Report back the lines in this listing that carry the string "bool".

= Beginning of Section =

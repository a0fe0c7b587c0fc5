//! Response envelope
//!
//! Every JSON body has the shape `{success, message?, data?, errors?, pagination?}`.
//! Handlers build the success form; [`catcher::EnvelopeCatcher`](crate::catcher) renders
//! the error form from whatever `StatusError` a handler returned.

use salvo::{http::StatusError, oapi::ToSchema};
use serde::{Deserialize, Serialize};
use storefront_app::domain::pagination::Page;
use thiserror::Error;
use uuid::Uuid;

/// Successful response body.
#[derive(Debug, Serialize, Deserialize, ToSchema)]
#[serde(rename_all = "camelCase", bound(deserialize = "T: Deserialize<'de>"))]
pub(crate) struct Envelope<T: ToSchema + 'static> {
    /// Always `true`
    pub success: bool,

    /// Human readable outcome, for mutations
    #[serde(default, skip_serializing_if = "Option::is_none")]
    pub message: Option<String>,

    /// Response payload
    #[serde(default, skip_serializing_if = "Option::is_none")]
    pub data: Option<T>,

    /// Page figures, for paginated listings
    #[serde(default, skip_serializing_if = "Option::is_none")]
    pub pagination: Option<PaginationResponse>,
}

impl<T: ToSchema + 'static> Envelope<T> {
    pub(crate) fn data(data: T) -> Self {
        Self {
            success: true,
            message: None,
            data: Some(data),
            pagination: None,
        }
    }

    #[must_use]
    pub(crate) fn message(mut self, message: &str) -> Self {
        self.message = Some(message.to_string());
        self
    }

    #[must_use]
    pub(crate) fn pagination(mut self, pagination: PaginationResponse) -> Self {
        self.pagination = Some(pagination);
        self
    }
}

/// Page navigation figures.
#[derive(Debug, Clone, Copy, PartialEq, Eq, Serialize, Deserialize, ToSchema)]
#[serde(rename_all = "camelCase")]
pub(crate) struct PaginationResponse {
    pub page: u32,
    pub limit: u32,
    pub total_pages: u64,
    pub total_items: u64,
    pub has_next: bool,
    pub has_prev: bool,
}

impl<T> From<&Page<T>> for PaginationResponse {
    fn from(page: &Page<T>) -> Self {
        Self {
            page: page.page,
            limit: page.limit,
            total_pages: page.total_pages,
            total_items: page.total_items,
            has_next: page.has_next,
            has_prev: page.has_prev,
        }
    }
}

/// Identifies the record a delete removed.
#[derive(Debug, Serialize, Deserialize, ToSchema)]
pub(crate) struct DeletedResponse {
    pub uuid: Uuid,
}

/// Error response body.
#[derive(Debug, Serialize, Deserialize, ToSchema)]
#[serde(rename_all = "camelCase")]
pub(crate) struct ErrorEnvelope {
    /// Always `false`
    pub success: bool,

    /// What went wrong
    pub message: String,

    /// Individual validation failures
    #[serde(default, skip_serializing_if = "Option::is_none")]
    pub errors: Option<Vec<String>>,

    /// Internal detail, outside production only
    #[serde(default, skip_serializing_if = "Option::is_none")]
    pub debug: Option<String>,
}

/// Validation failures carried as the cause of a `400`.
#[derive(Debug, Error)]
#[error("validation failed: {}", .0.join(", "))]
pub(crate) struct ValidationErrors(pub Vec<String>);

/// A `400` listing each failed rule.
pub(crate) fn validation_failed(errors: Vec<String>) -> StatusError {
    StatusError::bad_request()
        .brief("Validation failed")
        .cause(ValidationErrors(errors))
}
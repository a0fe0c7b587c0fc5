//! Cart Coupon

mod handlers;

pub(crate) use handlers::*;
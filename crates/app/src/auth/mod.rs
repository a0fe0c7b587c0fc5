//! Authentication

mod errors;
mod repository;
mod service;
mod token;

pub use errors::*;
pub use service::*;
pub use token::*;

= End of Section =

▸ **Your solution**:
    pub success: bool,
    pub has_next: bool,
    pub has_prev: bool,
    pub success: bool,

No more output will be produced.